Oltre quaranta centesimi al litro in più in soli dieci giorni. Ce lo segnalano anche gli aumenti esponenziali delle bollette del gas e dell’energia elettrica. Cercare soluzioni è ormai “obbligatorio”, perché la situazione non è più sostenibile. Colpirà duramente tutti, per primi i più fragili. Non sarà facile.

Presto troveremo più mutamenti anche nei supermercati, nei prezzi e nelle disponibilità di merce. Possiamo iniziare a compiangerci e a disperarci, oppure cogliere l’occasione per cambiare rotta radicalmente.

È ancora una voce minoritaria, ma sta iniziando a circolare con più insistenza: è ora di cambiare stile di vita, abitudini di consumo, di spingere verso un’innovazione radicale anche il sistema produttivo e della mobilità, di rivedere certi meccanismi di produzione e circolazione delle merci in modo più sostenibile. Avremmo potuto sceglierlo, abbiamo preferito “il divano”.

Ora saremo costretti, ma non sarà necessariamente un male, se sapremo leggere in questa nuova incertezza le possibilità “buone” di una condizione più giusta per noi e per il mondo. 

La proposta del “digiuno dal gas” per la Quaresima

Il Movimento Laudato sì in Italia ha proposto un insolito ma molto azzeccato “digiuno dal gas” (dal consumo eccessivo e inappropriato) per la Quaresima: raccoglieremo la provocazione? Se sul fronte diplomatico e nel coordinamento degli interventi di aiuto all’Ucraina l’Europa ci è sembrata più unita, ricompattata dalle difficoltà del momento, abbiamo scoperto strada facendo anche di avere qualcosa di essenziale a cui pensare insieme: che cosa è davvero importante, quali sono i valori in cui crediamo e che vogliamo conservare intatti per i nostri figli: la libertà, la giustizia, la pace.
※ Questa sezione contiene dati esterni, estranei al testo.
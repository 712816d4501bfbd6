//! Provider Retry
//!
//! Error classification and backoff-with-jitter for provider calls. The swarm
//! coordinator uses `ErrorClass::is_retryable` to decide whether a failed
//! subtask goes back to the queue, and `RetryPolicy::delay_for_attempt` for how
//! long it waits before becoming eligible again.

use rand::Rng;
use serde::{Deserialize, Serialize};
use std::fmt;
use std::time::Duration;

/// Classification of provider errors
#[derive(Debug, Clone, Copy, PartialEq, Eq, Serialize, Deserialize)]
#[serde(rename_all = "snake_case")]
pub enum ErrorClass {
    /// Temporary failure, retry likely to succeed
    Transient,
    /// Rate limiting, need backoff
    RateLimited,
    /// Dependency unavailable, may recover
    ResourceUnavailable,
    /// Invalid input, retry won't help
    ValidationError,
    /// Authorization failed, needs intervention
    AuthError,
    /// Provider-side fault
    SystemError,
    Unknown,
}

/// Error-type markers that provider APIs put in failure bodies, checked in order
const PROVIDER_MARKERS: &[(&str, ErrorClass)] = &[
    ("insufficient_quota", ErrorClass::AuthError),
    ("rate_limit", ErrorClass::RateLimited),
    ("rate limit", ErrorClass::RateLimited),
    ("too many requests", ErrorClass::RateLimited),
    ("authentication_error", ErrorClass::AuthError),
    ("permission_error", ErrorClass::AuthError),
    ("invalid_api_key", ErrorClass::AuthError),
    ("overloaded", ErrorClass::ResourceUnavailable),
    ("model_not_ready", ErrorClass::ResourceUnavailable),
    ("context_length_exceeded", ErrorClass::ValidationError),
    ("invalid_request_error", ErrorClass::ValidationError),
    ("content_filter", ErrorClass::ValidationError),
    ("api_error", ErrorClass::SystemError),
    ("server_error", ErrorClass::SystemError),
    ("timed out", ErrorClass::Transient),
    ("connection reset", ErrorClass::Transient),
    ("broken pipe", ErrorClass::Transient),
    ("stream closed", ErrorClass::Transient),
];

impl ErrorClass {
    /// Classify a provider HTTP status
    pub fn from_status(status: u16) -> Self {
        match status {
            429 => Self::RateLimited,
            408 | 504 => Self::Transient,
            // 529 is the overloaded status some providers send
            502 | 503 | 529 => Self::ResourceUnavailable,
            401 | 402 | 403 => Self::AuthError,
            400 | 404 | 413 | 422 => Self::ValidationError,
            500..=599 => Self::SystemError,
            _ => Self::Unknown,
        }
    }

    /// Classify a provider failure body or transport error message
    pub fn from_message(message: &str) -> Self {
        let lower = message.to_lowercase();
        PROVIDER_MARKERS
            .iter()
            .find(|(marker, _)| lower.contains(marker))
            .map(|(_, class)| *class)
            .unwrap_or(Self::Unknown)
    }

    /// Whether another attempt, possibly on another slot, can succeed
    pub fn is_retryable(&self) -> bool {
        match self {
            Self::Transient | Self::RateLimited | Self::ResourceUnavailable => true,
            // Unclassified failures get the bounded retry budget
            Self::Unknown => true,
            Self::ValidationError | Self::AuthError | Self::SystemError => false,
        }
    }

    /// Whether the failure says something about the credential slot's health
    pub fn counts_against_slot(&self) -> bool {
        matches!(
            self,
            Self::RateLimited | Self::ResourceUnavailable | Self::AuthError | Self::SystemError
        )
    }

    pub fn as_str(&self) -> &'static str {
        match self {
            Self::Transient => "transient",
            Self::RateLimited => "rate_limited",
            Self::ResourceUnavailable => "resource_unavailable",
            Self::ValidationError => "validation_error",
            Self::AuthError => "auth_error",
            Self::SystemError => "system_error",
            Self::Unknown => "unknown",
        }
    }
}

/// Failure reported by a capability handler
#[derive(Debug, Clone, PartialEq, Eq, Serialize, Deserialize)]
pub struct ProviderError {
    pub class: ErrorClass,
    pub message: String,
}

impl ProviderError {
    pub fn new(class: ErrorClass, message: impl Into<String>) -> Self {
        Self {
            class,
            message: message.into(),
        }
    }

    /// Build from a raw message, classifying it
    pub fn classify(message: impl Into<String>) -> Self {
        let message = message.into();
        Self {
            class: ErrorClass::from_message(&message),
            message,
        }
    }

    /// Build from a provider HTTP response; a recognised body marker wins
    /// over the status
    pub fn from_response(status: u16, body: impl Into<String>) -> Self {
        let message = body.into();
        let class = match ErrorClass::from_message(&message) {
            ErrorClass::Unknown => ErrorClass::from_status(status),
            class => class,
        };
        Self {
            class,
            message: format!("HTTP {}: {}", status, message),
        }
    }

    pub fn transient(message: impl Into<String>) -> Self {
        Self::new(ErrorClass::Transient, message)
    }

    pub fn fatal(message: impl Into<String>) -> Self {
        Self::new(ErrorClass::ValidationError, message)
    }
}

impl fmt::Display for ProviderError {
    fn fmt(&self, f: &mut fmt::Formatter<'_>) -> fmt::Result {
        write!(f, "{} ({})", self.message, self.class.as_str())
    }
}

impl std::error::Error for ProviderError {}

/// Retry policy configuration
#[derive(Debug, Clone, PartialEq, Serialize, Deserialize)]
#[serde(default)]
pub struct RetryPolicy {
    /// Initial delay between retries
    #[serde(with = "crate::config::duration_ms")]
    pub initial_delay: Duration,
    /// Maximum delay between retries
    #[serde(with = "crate::config::duration_ms")]
    pub max_delay: Duration,
    /// Multiplier for exponential backoff
    pub backoff_multiplier: f64,
    /// Jitter factor (0.0 - 1.0), applied symmetrically around the base delay
    pub jitter_factor: f64,
}

impl Default for RetryPolicy {
    fn default() -> Self {
        Self {
            initial_delay: Duration::from_millis(100),
            max_delay: Duration::from_secs(30),
            backoff_multiplier: 2.0,
            jitter_factor: 0.2,
        }
    }
}

impl RetryPolicy {
    /// Many fast retries
    pub fn aggressive() -> Self {
        Self {
            initial_delay: Duration::from_millis(50),
            max_delay: Duration::from_secs(5),
            backoff_multiplier: 1.5,
            jitter_factor: 0.1,
        }
    }

    /// Few slow retries
    pub fn conservative() -> Self {
        Self {
            initial_delay: Duration::from_secs(1),
            max_delay: Duration::from_secs(60),
            backoff_multiplier: 3.0,
            jitter_factor: 0.3,
        }
    }

    /// No delay at all (tests)
    pub fn immediate() -> Self {
        Self {
            initial_delay: Duration::ZERO,
            max_delay: Duration::ZERO,
            backoff_multiplier: 1.0,
            jitter_factor: 0.0,
        }
    }

    /// Delay before retry number `attempt` (0-based)
    pub fn delay_for_attempt(&self, attempt: u32) -> Duration {
        let base = self.initial_delay.as_secs_f64() * self.backoff_multiplier.powi(attempt as i32);
        let capped = base.min(self.max_delay.as_secs_f64());

        let delay = if self.jitter_factor > 0.0 && capped > 0.0 {
            let spread = rand::thread_rng().gen_range(-1.0..=1.0);
            (capped + capped * self.jitter_factor * spread).max(0.0)
        } else {
            capped
        };

        Duration::from_secs_f64(delay)
    }
}

#[cfg(test)]
mod tests {
    use super::*;

    #[test]
    fn test_status_classification() {
        assert_eq!(ErrorClass::from_status(429), ErrorClass::RateLimited);
        assert_eq!(ErrorClass::from_status(529), ErrorClass::ResourceUnavailable);
        assert_eq!(ErrorClass::from_status(504), ErrorClass::Transient);
        assert_eq!(ErrorClass::from_status(401), ErrorClass::AuthError);
        assert_eq!(ErrorClass::from_status(422), ErrorClass::ValidationError);
        assert_eq!(ErrorClass::from_status(500), ErrorClass::SystemError);
        assert_eq!(ErrorClass::from_status(418), ErrorClass::Unknown);
    }

    #[test]
    fn test_provider_body_markers() {
        let overloaded = r#"{"type":"error","error":{"type":"overloaded_error"}}"#;
        assert_eq!(ErrorClass::from_message(overloaded), ErrorClass::ResourceUnavailable);
        assert_eq!(ErrorClass::from_message("insufficient_quota"), ErrorClass::AuthError);
        assert_eq!(
            ErrorClass::from_message("context_length_exceeded: 9000 tokens"),
            ErrorClass::ValidationError
        );
        assert_eq!(ErrorClass::from_message("Connection reset by peer"), ErrorClass::Transient);
        assert_eq!(ErrorClass::from_message("something odd"), ErrorClass::Unknown);
    }

    #[test]
    fn test_body_marker_overrides_status() {
        // Quota exhaustion arrives as a 429 but needs intervention
        let err = ProviderError::from_response(429, r#"{"error":{"code":"insufficient_quota"}}"#);
        assert_eq!(err.class, ErrorClass::AuthError);
        assert!(!err.class.is_retryable());
        assert!(err.class.counts_against_slot());

        let err = ProviderError::from_response(503, "upstream gone");
        assert_eq!(err.class, ErrorClass::ResourceUnavailable);
        assert!(err.message.starts_with("HTTP 503"));
    }

    #[test]
    fn test_retryable() {
        assert!(ErrorClass::Transient.is_retryable());
        assert!(ErrorClass::RateLimited.is_retryable());
        assert!(!ErrorClass::ValidationError.is_retryable());
        assert!(!ErrorClass::AuthError.is_retryable());
        assert!(!ErrorClass::SystemError.is_retryable());
    }

    #[test]
    fn test_backoff_grows_and_caps() {
        let policy = RetryPolicy {
            jitter_factor: 0.0,
            ..Default::default()
        };

        assert_eq!(policy.delay_for_attempt(0), Duration::from_millis(100));
        assert_eq!(policy.delay_for_attempt(1), Duration::from_millis(200));
        assert_eq!(policy.delay_for_attempt(2), Duration::from_millis(400));
        assert_eq!(policy.delay_for_attempt(20), Duration::from_secs(30));
    }

    #[test]
    fn test_jitter_stays_in_bounds() {
        let policy = RetryPolicy::default();
        for _ in 0..200 {
            let d = policy.delay_for_attempt(1).as_secs_f64();
            assert!((0.16 - 1e-9..=0.24 + 1e-9).contains(&d), "delay {} out of bounds", d);
        }
    }

    #[test]
    fn test_immediate_policy() {
        assert_eq!(RetryPolicy::immediate().delay_for_attempt(5), Duration::ZERO);
    }
}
Quali scelte siamo disposti a fare per salvaguardare le fondamenta della nostra convivenza sociale, perché non facciano (in senso simbolico) la stessa fine delle città ucraine sotto il fuoco dei russi? Proprio in quelle fondamenta – meglio ricordarselo – risiedono quelle “radici cristiane” dell’Europa tante volte messe in discussione. Come dice Papa Francesco per costruire la pace bisogna “rimboccarsi le maniche”. E ancora “Dio sta con gli operatori di pace”.